Keeping Tahoe Blue?
Forest Service heavy equipment results in significant erosion into Lake Tahoe streams -- and five water quality violations
October 20, 2009
The Forest Service was cited repeatedly by the Lahontan Regional Water Quality Control Board recently, for causing significant erosion into Lake Tahoe streams at five separate locations, resulting from Forest Service activities in the basin in 2009. The most serious violations occurred as a result of salvage logging in the Angora Fire area. Other violations occurred at Fallen Leaf Lake Campground, Pope Beach on Lake Tahoe, Valhalla Pier, and Tallac Creek Bridge. The Angora Fire violation appears to be the result of Forest Service agency personnel attempts to streamline and push ahead with salvage logging projects in response to relaxation of environmental protections that have resulted from political interference with agency procedures - even when weather conditions clearly should have precluded any ground disturbing activities.
See two stories documenting the violations below, from the Sacramento Bee, and read the Angora Hazard Tree logging violation citation here. There are several photos of the violations and the file is 5 MB in size, so it may take a few minutes to download.
Forest Service hit with violations at Tahoe projects
Sacramento Bee
Nov 3, 2009
Matt Weiser
The U.S. Forest Service has been cited for water quality violations at five Lake Tahoe projects, including a controversial logging operation in the 2007 Angora fire burn area.

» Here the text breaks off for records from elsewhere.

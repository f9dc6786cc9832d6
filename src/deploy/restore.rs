use std::path::{Path, PathBuf};

use crate::cmd::Executor;
use crate::deploy::{Orchestrator, Slot};
use crate::error::{DeployResult, ResultExt};

impl<E: Executor> Orchestrator<E> {
    /// On-demand snapshot of the live database into the backup
    /// directory, followed by the retention sweep.
    pub fn backup_now(&self) -> DeployResult<PathBuf> {
        self.backup_engine()
            .backup_database(&self.config.database_path(), &self.config.backups_dir())
    }

    /// Swap `backup` in as the live database.
    ///
    /// App slots holding the database open are stopped for the swap
    /// and started again afterwards, also when the restore failed.
    pub fn restore(&self, backup: &Path) -> DeployResult<()> {
        let running: Vec<Slot> = Slot::ALL
            .into_iter()
            .filter(|slot| self.docker.is_running(slot.container_name()))
            .collect();

        let mut stopped = Vec::with_capacity(running.len());
        for slot in running {
            log::info!("Stopping {}", slot.container_name());
            if let Err(e) = self.docker.stop(slot.container_name()) {
                self.start_slots(&stopped);
                return Err(e);
            }
            stopped.push(slot);
        }

        let restored = self
            .backup_engine()
            .restore_database(&self.config.database_path(), backup)
            .with_context(|| format!("restoring {}", backup.display()));

        self.start_slots(&stopped);
        restored
    }

    fn start_slots(&self, slots: &[Slot]) {
        for slot in slots {
            log::info!("Starting {}", slot.container_name());
            if let Err(e) = self.docker.start(slot.container_name()) {
                log::error!("{e}");
            }
        }
    }
}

Several violations caused significant erosion into Lake Tahoe streams, according to the Lahontan Regional Water Quality Control Board, which issued the notices. Erosion is a key cause of declining clarity in the storied alpine lake.
The Forest Service disputes some of the findings by the water board.
Any projects at Tahoe that disturb the soil are required to maintain erosion-control devices and to stop work at project sites by Oct. 15. They're also required to ensure erosion-control measures are in place when a storm is forecast.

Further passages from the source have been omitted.